··· PROVIDED DATA
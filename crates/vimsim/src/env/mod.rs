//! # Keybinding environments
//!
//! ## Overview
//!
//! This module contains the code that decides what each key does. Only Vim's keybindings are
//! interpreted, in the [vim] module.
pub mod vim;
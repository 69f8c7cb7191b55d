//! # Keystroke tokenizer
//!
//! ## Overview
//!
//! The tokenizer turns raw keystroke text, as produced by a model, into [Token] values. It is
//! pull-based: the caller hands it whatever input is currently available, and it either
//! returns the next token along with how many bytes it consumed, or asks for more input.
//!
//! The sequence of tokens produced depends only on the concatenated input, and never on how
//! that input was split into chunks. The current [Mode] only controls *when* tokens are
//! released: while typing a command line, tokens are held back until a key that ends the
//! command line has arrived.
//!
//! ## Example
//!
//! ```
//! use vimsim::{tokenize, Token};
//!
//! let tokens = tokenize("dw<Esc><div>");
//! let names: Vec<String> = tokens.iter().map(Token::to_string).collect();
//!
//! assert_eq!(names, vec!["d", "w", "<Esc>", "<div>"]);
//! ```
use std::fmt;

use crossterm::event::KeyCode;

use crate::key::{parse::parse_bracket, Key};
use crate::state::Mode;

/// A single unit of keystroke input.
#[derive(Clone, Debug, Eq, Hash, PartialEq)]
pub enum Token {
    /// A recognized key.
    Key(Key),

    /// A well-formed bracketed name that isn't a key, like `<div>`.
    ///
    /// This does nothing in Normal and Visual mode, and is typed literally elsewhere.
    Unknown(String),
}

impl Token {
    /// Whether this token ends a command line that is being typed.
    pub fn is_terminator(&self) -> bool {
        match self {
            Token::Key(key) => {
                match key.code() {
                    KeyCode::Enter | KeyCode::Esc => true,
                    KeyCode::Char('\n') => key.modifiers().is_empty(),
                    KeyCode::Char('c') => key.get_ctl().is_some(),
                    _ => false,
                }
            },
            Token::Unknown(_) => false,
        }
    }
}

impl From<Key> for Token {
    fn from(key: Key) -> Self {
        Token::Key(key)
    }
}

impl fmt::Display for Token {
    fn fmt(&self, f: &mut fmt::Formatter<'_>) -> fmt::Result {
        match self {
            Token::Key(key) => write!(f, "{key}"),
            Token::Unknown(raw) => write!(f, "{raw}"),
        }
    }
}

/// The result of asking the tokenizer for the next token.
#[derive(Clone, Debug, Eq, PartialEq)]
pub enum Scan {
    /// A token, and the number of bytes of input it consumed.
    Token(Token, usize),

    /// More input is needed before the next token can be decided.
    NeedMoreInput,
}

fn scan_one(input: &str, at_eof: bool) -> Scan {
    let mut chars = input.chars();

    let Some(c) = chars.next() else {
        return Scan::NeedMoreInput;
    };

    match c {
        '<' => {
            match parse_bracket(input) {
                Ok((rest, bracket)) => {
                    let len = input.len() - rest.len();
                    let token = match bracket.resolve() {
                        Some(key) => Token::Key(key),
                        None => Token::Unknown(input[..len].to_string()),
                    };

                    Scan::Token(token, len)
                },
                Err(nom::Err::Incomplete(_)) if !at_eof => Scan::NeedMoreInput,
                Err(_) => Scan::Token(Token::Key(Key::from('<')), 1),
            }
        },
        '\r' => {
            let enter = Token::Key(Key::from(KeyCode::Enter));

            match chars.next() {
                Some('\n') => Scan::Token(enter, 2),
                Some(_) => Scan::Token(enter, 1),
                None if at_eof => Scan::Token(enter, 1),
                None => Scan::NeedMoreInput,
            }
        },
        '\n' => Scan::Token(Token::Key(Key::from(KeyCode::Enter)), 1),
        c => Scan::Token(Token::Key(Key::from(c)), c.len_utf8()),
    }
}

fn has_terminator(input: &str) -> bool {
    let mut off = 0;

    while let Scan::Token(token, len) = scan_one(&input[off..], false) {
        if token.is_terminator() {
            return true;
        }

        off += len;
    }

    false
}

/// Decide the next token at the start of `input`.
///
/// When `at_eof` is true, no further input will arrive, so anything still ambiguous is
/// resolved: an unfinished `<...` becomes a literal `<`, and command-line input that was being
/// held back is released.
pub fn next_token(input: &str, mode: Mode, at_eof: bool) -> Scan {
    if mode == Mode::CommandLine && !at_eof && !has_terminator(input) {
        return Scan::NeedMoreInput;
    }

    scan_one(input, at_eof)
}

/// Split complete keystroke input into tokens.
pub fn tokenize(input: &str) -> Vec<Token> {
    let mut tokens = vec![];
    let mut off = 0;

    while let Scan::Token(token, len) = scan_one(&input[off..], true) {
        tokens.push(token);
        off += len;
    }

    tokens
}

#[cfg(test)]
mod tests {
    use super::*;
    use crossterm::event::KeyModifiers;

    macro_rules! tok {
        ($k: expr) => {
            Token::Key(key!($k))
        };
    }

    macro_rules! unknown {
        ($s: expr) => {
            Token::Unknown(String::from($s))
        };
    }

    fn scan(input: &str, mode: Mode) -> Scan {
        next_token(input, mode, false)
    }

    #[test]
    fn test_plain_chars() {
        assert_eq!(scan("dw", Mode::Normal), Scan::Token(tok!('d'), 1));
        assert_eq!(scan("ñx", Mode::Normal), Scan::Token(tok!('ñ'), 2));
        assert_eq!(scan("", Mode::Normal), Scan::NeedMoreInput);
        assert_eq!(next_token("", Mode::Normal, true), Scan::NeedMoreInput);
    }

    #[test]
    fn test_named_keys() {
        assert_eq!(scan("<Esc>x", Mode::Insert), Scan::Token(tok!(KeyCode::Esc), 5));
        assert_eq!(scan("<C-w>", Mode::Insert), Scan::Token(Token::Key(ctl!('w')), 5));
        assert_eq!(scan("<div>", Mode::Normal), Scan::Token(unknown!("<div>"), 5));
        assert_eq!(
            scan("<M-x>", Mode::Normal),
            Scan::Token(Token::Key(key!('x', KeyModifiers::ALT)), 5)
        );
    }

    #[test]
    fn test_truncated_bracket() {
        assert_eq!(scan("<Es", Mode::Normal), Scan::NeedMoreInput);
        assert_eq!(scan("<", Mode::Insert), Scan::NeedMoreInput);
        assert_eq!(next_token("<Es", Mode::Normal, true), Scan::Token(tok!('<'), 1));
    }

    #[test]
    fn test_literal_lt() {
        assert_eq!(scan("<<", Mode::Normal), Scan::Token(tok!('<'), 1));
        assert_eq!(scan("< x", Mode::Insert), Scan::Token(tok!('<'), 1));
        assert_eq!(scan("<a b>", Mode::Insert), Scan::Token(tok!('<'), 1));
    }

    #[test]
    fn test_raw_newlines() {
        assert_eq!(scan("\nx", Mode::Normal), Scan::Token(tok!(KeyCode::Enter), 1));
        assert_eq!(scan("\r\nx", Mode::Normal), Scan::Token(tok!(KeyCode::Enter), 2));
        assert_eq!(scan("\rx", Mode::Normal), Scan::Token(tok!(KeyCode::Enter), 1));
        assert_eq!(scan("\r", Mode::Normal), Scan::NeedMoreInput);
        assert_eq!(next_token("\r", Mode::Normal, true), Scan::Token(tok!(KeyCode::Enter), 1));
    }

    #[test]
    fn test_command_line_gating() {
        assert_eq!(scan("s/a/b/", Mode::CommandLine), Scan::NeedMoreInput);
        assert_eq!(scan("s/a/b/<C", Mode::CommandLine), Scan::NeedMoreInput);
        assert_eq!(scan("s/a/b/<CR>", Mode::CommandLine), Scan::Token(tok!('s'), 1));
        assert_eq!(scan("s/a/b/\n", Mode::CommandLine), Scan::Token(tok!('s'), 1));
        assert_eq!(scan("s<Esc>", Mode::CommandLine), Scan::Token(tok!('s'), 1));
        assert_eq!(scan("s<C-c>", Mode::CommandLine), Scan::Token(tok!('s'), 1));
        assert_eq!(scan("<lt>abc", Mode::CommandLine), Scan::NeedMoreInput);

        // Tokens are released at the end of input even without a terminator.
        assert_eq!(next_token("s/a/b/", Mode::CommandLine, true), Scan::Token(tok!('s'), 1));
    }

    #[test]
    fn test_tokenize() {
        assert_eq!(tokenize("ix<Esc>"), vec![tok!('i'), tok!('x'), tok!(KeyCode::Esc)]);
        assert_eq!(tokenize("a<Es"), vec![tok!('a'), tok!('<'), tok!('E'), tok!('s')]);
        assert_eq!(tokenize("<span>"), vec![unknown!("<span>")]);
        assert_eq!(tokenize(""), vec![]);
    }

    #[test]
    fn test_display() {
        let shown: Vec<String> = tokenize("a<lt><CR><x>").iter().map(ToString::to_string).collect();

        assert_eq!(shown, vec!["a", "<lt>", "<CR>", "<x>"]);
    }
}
······
··· PROVIDED DATA
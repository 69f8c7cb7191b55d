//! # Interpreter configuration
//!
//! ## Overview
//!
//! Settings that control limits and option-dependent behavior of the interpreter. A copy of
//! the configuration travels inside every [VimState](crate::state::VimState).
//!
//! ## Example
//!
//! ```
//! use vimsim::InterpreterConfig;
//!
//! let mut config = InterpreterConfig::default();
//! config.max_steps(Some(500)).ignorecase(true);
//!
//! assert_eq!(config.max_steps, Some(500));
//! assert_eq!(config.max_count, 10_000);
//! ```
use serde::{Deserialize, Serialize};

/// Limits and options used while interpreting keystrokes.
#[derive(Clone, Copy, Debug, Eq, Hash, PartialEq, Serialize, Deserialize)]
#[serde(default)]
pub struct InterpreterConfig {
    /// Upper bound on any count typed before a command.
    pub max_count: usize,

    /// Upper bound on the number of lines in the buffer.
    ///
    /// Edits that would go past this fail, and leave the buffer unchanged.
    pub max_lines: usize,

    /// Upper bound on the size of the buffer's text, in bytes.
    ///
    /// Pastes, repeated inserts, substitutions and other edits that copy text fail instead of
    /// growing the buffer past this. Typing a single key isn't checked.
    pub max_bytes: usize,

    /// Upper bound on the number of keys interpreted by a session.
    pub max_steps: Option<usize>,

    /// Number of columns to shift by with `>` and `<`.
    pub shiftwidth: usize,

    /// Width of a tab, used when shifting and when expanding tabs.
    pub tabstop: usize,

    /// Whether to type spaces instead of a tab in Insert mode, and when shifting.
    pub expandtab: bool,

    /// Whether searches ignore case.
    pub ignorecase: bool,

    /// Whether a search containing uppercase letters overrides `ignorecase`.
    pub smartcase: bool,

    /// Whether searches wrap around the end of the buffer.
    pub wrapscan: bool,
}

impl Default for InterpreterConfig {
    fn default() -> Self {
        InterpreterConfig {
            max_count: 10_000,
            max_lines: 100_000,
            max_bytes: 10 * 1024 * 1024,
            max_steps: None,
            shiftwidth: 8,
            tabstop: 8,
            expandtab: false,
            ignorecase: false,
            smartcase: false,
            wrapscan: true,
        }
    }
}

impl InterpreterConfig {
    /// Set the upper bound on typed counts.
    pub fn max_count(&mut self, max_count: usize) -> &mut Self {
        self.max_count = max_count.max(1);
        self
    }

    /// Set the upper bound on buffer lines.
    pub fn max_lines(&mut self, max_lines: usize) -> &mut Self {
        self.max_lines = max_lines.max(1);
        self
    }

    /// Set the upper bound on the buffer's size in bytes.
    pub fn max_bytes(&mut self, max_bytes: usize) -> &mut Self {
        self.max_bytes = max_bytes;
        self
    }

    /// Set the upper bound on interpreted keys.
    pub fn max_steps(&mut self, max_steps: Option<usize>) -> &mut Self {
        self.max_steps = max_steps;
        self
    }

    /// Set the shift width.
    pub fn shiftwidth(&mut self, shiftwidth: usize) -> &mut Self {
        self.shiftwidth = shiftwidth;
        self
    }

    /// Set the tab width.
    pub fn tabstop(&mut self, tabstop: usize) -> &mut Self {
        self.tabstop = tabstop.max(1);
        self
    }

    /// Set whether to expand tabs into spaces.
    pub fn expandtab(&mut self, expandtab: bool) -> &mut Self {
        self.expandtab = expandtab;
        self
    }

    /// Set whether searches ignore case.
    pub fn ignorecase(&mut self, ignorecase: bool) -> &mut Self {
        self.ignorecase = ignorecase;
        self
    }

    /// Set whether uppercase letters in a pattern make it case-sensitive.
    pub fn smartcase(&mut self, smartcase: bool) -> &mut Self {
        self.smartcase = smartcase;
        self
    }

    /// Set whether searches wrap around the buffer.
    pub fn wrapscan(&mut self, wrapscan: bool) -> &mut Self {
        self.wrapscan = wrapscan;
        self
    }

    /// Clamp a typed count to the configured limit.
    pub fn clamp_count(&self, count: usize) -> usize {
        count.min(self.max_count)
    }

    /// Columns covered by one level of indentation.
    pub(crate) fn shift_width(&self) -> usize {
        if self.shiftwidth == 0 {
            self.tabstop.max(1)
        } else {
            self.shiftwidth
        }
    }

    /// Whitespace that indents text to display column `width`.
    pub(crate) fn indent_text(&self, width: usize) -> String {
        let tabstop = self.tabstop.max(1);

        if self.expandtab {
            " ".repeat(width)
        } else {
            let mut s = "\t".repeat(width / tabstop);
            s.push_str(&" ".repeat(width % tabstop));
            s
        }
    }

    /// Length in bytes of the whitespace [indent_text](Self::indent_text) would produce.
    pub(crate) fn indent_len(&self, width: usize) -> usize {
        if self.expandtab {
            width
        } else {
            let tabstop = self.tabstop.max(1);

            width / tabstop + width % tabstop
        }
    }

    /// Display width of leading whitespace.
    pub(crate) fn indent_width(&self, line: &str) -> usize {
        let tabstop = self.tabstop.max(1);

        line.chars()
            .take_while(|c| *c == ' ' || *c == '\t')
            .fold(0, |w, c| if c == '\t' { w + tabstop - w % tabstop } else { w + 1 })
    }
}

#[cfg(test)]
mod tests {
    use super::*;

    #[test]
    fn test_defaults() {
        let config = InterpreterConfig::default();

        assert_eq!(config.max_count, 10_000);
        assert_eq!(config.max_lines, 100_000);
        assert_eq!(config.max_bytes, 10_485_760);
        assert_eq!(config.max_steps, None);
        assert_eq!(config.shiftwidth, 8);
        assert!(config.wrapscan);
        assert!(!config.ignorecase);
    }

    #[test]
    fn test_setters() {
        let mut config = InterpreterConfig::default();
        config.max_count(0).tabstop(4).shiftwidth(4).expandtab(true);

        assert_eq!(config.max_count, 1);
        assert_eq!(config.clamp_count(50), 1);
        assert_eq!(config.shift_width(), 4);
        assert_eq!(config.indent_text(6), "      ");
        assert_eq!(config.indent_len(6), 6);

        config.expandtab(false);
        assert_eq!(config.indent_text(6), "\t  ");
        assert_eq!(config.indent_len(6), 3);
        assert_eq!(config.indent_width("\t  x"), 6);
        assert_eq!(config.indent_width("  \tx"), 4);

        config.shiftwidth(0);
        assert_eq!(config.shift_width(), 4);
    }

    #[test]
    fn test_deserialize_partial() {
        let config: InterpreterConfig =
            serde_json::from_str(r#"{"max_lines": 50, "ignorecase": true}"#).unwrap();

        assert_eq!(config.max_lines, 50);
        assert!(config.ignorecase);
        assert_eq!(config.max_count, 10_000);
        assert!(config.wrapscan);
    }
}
······
WORK TO COMPLETE: From the records above, pull out every line containing the word "smartcase".

OUTPUT FOR THIS TASK:
    pub smartcase: bool,
            smartcase: false,
    pub fn smartcase(&mut self, smartcase: bool) -> &mut Self {
        self.smartcase = smartcase;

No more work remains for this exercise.